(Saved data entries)
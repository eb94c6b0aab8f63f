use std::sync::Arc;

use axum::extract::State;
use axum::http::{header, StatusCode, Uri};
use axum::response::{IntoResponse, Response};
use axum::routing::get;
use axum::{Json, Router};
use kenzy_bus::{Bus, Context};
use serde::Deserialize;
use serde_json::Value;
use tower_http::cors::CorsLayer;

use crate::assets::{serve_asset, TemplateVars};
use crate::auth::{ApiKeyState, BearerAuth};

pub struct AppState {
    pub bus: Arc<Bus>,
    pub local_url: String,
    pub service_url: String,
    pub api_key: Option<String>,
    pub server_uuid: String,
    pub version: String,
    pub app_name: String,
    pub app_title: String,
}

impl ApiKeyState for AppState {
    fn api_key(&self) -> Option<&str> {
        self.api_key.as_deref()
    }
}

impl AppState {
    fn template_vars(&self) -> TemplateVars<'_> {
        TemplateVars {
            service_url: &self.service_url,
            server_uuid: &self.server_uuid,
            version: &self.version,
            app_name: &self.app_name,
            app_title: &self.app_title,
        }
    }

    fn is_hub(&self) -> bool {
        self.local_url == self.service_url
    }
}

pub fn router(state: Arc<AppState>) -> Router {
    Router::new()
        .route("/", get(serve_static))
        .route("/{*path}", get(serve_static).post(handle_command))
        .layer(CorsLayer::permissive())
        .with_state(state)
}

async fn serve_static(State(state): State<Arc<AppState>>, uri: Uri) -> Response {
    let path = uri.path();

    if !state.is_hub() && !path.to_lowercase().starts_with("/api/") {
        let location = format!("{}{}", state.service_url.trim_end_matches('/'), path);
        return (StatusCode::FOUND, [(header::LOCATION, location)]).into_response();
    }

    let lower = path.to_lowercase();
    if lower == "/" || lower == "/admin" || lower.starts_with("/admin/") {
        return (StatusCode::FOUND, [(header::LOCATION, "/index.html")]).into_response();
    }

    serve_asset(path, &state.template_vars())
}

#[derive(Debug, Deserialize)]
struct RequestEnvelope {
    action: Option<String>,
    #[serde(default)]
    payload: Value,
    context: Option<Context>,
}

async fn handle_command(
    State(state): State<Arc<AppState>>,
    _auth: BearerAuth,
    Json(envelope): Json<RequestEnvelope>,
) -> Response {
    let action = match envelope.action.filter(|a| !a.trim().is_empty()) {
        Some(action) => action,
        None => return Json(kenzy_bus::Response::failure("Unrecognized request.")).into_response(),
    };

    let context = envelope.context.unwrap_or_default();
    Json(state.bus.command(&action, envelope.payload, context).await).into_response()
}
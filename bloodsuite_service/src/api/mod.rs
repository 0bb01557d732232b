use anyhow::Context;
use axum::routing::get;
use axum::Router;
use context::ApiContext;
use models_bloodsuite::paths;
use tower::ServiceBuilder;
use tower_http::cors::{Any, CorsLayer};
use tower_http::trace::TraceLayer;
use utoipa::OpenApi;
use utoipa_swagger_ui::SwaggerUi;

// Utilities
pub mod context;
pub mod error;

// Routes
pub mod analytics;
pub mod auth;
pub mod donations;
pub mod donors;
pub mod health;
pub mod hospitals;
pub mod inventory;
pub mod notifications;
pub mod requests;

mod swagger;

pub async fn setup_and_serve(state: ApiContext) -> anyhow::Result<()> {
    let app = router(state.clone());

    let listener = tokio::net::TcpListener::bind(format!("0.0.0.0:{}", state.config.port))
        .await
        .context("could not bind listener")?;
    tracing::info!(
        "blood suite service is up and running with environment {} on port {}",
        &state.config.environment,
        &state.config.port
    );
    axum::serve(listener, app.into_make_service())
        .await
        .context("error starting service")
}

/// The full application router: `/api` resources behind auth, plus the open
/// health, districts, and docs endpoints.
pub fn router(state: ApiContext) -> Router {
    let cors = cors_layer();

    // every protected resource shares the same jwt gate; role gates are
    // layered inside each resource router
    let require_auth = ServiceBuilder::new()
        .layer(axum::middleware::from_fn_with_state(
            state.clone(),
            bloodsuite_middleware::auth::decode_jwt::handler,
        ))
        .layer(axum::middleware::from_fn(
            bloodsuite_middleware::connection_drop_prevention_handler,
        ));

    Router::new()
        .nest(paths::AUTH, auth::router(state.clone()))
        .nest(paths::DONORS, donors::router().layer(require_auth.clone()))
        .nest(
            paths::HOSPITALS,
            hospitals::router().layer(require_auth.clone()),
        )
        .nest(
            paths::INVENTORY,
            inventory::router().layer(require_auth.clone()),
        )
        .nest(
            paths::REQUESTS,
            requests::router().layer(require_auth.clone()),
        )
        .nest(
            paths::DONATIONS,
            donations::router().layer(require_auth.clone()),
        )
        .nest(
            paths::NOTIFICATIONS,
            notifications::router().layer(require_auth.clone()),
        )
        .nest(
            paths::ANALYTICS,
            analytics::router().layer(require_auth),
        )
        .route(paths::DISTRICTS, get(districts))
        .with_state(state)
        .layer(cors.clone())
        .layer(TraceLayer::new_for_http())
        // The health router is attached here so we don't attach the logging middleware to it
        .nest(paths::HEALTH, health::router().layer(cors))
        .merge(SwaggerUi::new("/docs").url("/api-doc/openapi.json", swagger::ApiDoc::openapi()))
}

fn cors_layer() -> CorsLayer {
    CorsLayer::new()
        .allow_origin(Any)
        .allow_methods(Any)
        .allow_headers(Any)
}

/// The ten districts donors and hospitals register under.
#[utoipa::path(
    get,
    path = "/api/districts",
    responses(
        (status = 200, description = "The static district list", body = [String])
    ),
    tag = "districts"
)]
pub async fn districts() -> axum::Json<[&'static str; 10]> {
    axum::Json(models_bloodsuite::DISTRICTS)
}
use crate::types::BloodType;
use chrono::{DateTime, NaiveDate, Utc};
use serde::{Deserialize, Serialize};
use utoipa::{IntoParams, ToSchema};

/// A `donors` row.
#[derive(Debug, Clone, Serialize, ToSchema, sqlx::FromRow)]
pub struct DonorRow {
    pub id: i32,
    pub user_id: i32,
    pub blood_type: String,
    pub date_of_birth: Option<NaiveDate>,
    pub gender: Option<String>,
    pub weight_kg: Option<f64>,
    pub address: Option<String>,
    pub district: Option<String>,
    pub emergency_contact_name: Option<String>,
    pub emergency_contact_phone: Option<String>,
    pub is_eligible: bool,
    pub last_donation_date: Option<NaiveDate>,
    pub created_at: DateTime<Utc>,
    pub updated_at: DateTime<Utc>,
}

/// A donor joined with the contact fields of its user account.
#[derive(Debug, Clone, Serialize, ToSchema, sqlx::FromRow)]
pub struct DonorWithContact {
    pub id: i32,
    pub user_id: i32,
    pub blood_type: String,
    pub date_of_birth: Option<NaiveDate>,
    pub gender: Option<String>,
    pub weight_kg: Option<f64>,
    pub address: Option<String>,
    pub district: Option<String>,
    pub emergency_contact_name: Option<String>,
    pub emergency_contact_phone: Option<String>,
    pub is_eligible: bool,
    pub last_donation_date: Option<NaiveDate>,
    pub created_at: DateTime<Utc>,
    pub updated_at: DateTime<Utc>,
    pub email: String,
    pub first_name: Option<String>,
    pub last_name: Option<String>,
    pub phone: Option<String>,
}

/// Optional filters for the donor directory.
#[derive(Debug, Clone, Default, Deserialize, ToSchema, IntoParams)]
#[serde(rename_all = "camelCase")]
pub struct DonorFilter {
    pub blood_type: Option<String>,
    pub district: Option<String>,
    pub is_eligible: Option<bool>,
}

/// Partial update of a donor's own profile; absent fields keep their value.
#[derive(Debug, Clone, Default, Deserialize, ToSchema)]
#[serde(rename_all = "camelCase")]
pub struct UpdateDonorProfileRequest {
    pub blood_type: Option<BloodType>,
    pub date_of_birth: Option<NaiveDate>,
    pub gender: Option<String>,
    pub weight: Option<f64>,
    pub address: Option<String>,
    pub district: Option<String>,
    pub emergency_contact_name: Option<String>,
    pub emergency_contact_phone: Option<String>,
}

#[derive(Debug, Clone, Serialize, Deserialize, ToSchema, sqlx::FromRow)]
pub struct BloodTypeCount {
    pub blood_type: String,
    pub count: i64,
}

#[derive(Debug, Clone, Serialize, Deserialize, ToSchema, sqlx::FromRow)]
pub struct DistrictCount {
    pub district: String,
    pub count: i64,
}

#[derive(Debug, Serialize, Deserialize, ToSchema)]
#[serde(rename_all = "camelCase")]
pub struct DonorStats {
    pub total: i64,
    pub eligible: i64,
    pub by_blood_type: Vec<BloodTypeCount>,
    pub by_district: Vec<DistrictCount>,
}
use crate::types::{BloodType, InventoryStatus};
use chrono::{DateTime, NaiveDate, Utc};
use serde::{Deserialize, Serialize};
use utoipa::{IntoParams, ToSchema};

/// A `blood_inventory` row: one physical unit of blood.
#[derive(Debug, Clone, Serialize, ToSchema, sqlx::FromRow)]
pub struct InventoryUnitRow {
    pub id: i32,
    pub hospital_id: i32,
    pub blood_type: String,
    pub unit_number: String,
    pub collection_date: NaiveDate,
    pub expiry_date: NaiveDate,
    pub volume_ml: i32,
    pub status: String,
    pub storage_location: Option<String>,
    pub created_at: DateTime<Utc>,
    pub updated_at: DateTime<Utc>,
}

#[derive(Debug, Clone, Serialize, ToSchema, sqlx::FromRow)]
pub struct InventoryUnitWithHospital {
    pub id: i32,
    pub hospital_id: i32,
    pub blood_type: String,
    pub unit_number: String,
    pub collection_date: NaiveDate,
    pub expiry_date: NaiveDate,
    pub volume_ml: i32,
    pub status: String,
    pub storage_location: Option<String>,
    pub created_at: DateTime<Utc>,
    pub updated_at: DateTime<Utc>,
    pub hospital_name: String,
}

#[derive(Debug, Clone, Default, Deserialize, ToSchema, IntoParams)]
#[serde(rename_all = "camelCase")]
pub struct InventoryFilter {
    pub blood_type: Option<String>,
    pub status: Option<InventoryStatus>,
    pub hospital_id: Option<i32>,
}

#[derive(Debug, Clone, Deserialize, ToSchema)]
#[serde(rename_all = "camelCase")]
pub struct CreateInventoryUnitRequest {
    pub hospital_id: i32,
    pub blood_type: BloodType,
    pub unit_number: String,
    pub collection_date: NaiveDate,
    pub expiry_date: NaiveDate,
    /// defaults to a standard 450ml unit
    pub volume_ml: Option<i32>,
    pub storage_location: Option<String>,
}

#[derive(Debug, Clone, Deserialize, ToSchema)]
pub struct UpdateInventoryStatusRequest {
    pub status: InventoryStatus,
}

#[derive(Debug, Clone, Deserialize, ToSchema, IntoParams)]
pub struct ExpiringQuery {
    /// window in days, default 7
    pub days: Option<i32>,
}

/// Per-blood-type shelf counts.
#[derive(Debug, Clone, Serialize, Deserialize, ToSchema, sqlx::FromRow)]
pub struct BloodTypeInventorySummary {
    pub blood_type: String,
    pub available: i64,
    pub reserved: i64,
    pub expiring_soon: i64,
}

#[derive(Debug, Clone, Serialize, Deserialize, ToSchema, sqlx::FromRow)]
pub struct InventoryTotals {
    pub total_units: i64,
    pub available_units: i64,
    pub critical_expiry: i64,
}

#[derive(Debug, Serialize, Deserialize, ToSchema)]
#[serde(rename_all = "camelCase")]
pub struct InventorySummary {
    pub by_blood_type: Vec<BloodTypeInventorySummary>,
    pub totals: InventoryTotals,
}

## Work task:
Scan the data above; copy every line where "listener" appears.

## Written answer:
    let listener = tokio::net::TcpListener::bind(format!("0.0.0.0:{}", state.config.port))
        .context("could not bind listener")?;
    axum::serve(listener, app.into_make_service())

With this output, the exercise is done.